The first, SAP Markets, builds private and public internet exchanges, providing software and integration services through its year-old joint development deal with Commerce One - and competing with rivals like Oracle and Ariba.

Businesses use exchanges to trade goods and services with their partners, suppliers and customers as a way to help reduce costs and simplify transactions.

The second, SAP Portals, draws on SAP's $400 million acquisition of enterprise portal maker TopTier, which in novus economus vein had just $20 million in revenue in 2000.

The venture will employ 700 people initially, and has announced an alliance with Yahoo! It aims to provide a single-screen view of the information that employees need to do their job. As well as delivering services like news the portal software can be programmed to provide alerts to problems with the delivery of orders and provide instant collaboration tools with business partners, such as allowing access to dealers sales projections or marketing plans.

The three pillars of SAP's novus, novus world are three pieces of management software - for customer relationships, supply chains and for the emerging field of product lifecycles.

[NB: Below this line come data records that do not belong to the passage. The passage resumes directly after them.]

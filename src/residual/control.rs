//! Control residual.
//!
//! The residual penalizes the deviation of the control from a reference,
//! that is
//!
//! ```text
//! r(x, u) = u - u_ref
//! ```
//!
//! It is typically used for regularizing control effort. The residual does
//! not depend on the state and its Jacobian with respect to the control is
//! the identity matrix. Since the Jacobian is constant, it is set once when
//! the data are created and never recomputed.
//!
//! **Important:** Systems without controls (i.e., autonomous systems) are
//! rejected at construction.
//!
//! ```rust
//! use std::sync::Arc;
//!
//! use residuum::nalgebra as na;
//! use residuum::prelude::*;
//!
//! let state = Arc::new(StateVector::new(6));
//! let residual = ResidualModelControl::new(state, na::dvector![1.0, 2.0, 3.0]).unwrap();
//!
//! let mut data = residual.create_data(DataCollectorEmpty::shared());
//! let x = na::DVector::zeros(6);
//! let u = na::dvector![0.0, 0.0, 0.0];
//!
//! residual.calc(&mut data, &x, &u).unwrap();
//! residual.calc_diff(&mut data, &x, &u).unwrap();
//!
//! assert_eq!(data.r, na::dvector![-1.0, -2.0, -3.0]);
//! assert_eq!(data.ru, na::DMatrix::identity(3, 3));
//! ```

use std::fmt;
use std::sync::Arc;

use approx::relative_eq;
use log::{debug, trace};
use nalgebra::{
    convert, convert_unchecked, storage::Storage, DMatrix, DVector, Dynamic, RealField, Vector,
};
use num_traits::{One, Zero};

use crate::core::{
    DataCollector, ResidualBase, ResidualData, ResidualError, ResidualModel, State,
};

/// Control residual. See [module](self) documentation for more details.
#[derive(Debug)]
pub struct ResidualModelControl<T: RealField + Copy, S: State> {
    base: ResidualBase<S>,
    uref: DVector<T>,
}

impl<T: RealField + Copy, S: State> ResidualModelControl<T, S> {
    /// Initializes the residual with given reference. The dimension of the
    /// control is the dimension of the reference.
    pub fn new(state: Arc<S>, uref: DVector<T>) -> Result<Self, ResidualError> {
        let nu = uref.len();

        if nu == 0 {
            return Err(ResidualError::Autonomous);
        }

        debug!("control residual with reference: nu = {}", nu);

        Ok(Self {
            base: ResidualBase::new(state, nu, nu, false, false, true),
            uref,
        })
    }

    /// Initializes the residual with given control dimension and zero
    /// reference.
    pub fn with_dim(state: Arc<S>, nu: usize) -> Result<Self, ResidualError> {
        Self::new(state, DVector::zeros(nu))
    }

    /// Initializes the residual with zero reference. The dimension of the
    /// control is the velocity dimension (`nv`) of the state.
    pub fn from_state(state: Arc<S>) -> Result<Self, ResidualError> {
        let nv = state.nv();
        Self::with_dim(state, nv)
    }

    /// Gets the control reference.
    pub fn reference(&self) -> &DVector<T> {
        &self.uref
    }

    /// Sets the control reference.
    ///
    /// The reference must have the control dimension of the residual,
    /// otherwise the current reference is kept and an error is returned.
    pub fn set_reference(&mut self, uref: DVector<T>) -> Result<(), ResidualError> {
        let nu = self.base.nu();

        if uref.len() != nu {
            return Err(ResidualError::InvalidReferenceDimension {
                provided: uref.len(),
                expected: nu,
            });
        }

        debug!("control residual reference updated: nu = {}", nu);
        self.uref = uref;
        Ok(())
    }

    /// Converts the residual to another scalar type. The state is shared with
    /// the original residual.
    ///
    /// The reference is converted through double precision.
    pub fn cast<U: RealField + Copy>(&self) -> ResidualModelControl<U, S> {
        ResidualModelControl {
            base: self.base.clone(),
            uref: self.uref.map(|ui| convert(convert_unchecked::<T, f64>(ui))),
        }
    }
}

impl<T: RealField + Copy, S: State> Clone for ResidualModelControl<T, S> {
    fn clone(&self) -> Self {
        Self {
            base: self.base.clone(),
            uref: self.uref.clone(),
        }
    }
}

impl<T: RealField + Copy, S: State> ResidualModel for ResidualModelControl<T, S> {
    type Scalar = T;
    type State = S;

    fn base(&self) -> &ResidualBase<S> {
        &self.base
    }

    fn calc<Sx, Su>(
        &self,
        data: &mut ResidualData<T>,
        _x: &Vector<T, Dynamic, Sx>,
        u: &Vector<T, Dynamic, Su>,
    ) -> Result<(), ResidualError>
    where
        Sx: Storage<T, Dynamic>,
        Su: Storage<T, Dynamic>,
    {
        let nu = self.base.nu();

        if u.len() != nu {
            return Err(ResidualError::InvalidControlDimension { expected: nu });
        }

        if data.r.len() != self.base.nr() {
            return Err(ResidualError::InvalidDataDimension {
                provided: data.r.len(),
                expected: self.base.nr(),
            });
        }

        data.r.copy_from(u);
        data.r -= &self.uref;

        trace!("control residual: r = {:?}", data.r.as_slice());
        Ok(())
    }

    fn calc_terminal<Sx>(
        &self,
        data: &mut ResidualData<T>,
        _x: &Vector<T, Dynamic, Sx>,
    ) -> Result<(), ResidualError>
    where
        Sx: Storage<T, Dynamic>,
    {
        if data.r.len() != self.base.nr() {
            return Err(ResidualError::InvalidDataDimension {
                provided: data.r.len(),
                expected: self.base.nr(),
            });
        }

        data.r.fill(Zero::zero());
        Ok(())
    }

    fn calc_diff<Sx, Su>(
        &self,
        data: &mut ResidualData<T>,
        _x: &Vector<T, Dynamic, Sx>,
        _u: &Vector<T, Dynamic, Su>,
    ) -> Result<(), ResidualError>
    where
        Sx: Storage<T, Dynamic>,
        Su: Storage<T, Dynamic>,
    {
        // The Jacobian is constant and was set in create_data.
        let nu = self.base.nu();
        debug_assert!(
            data.ru.shape() == (nu, nu) && relative_eq!(data.ru, DMatrix::identity(nu, nu)),
            "Ru has wrong value"
        );
        Ok(())
    }

    fn create_data(&self, collector: Arc<dyn DataCollector>) -> ResidualData<T> {
        let mut data = ResidualData::new(self, collector);
        data.ru.fill_diagonal(One::one());

        debug!(
            "control residual data created: nr = {}, nu = {}",
            self.base.nr(),
            self.base.nu()
        );
        data
    }
}

impl<T: RealField + Copy, S: State> fmt::Display for ResidualModelControl<T, S> {
    fn fmt(&self, f: &mut fmt::Formatter<'_>) -> fmt::Result {
        write!(f, "ResidualModelControl")
    }
}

In its first-quarter results for 2001, SAP not only bucked the downturn trend in the technology sector, reporting a 29 per cent jump in revenue to $1.33 billion and net income up 109 per cent up to $104 million. Sixty per cent of revenue in the quarter came from the company's internet-related applications.

Customer relationship software had sales of almost $60 million, while supply chain products yielded $91.5 million. SAP still lags its rivals in these areas.

Siebel is the customer king with first quarter revenue of $588 million and supply chain specialist i2 had sales of $356 million.

But the numbers do put SAP well up the rungs of the ladder in both sectors. And the company has something neither Seibel nor i2 has, a massive installed base of customers to sell to.

All of which should be making Mr Plattner happy. The company remains positive growth will be around 23 per cent for the next six months.

But after that no one is making any predictions. There is also a big question of whether Europe will avoid the downturn that has decimated the US technology sector.

Perhaps even in the new, new economy more gravity has yet to take place.

* Chris Barton attended Sapphire 2001 as a guest of SAP.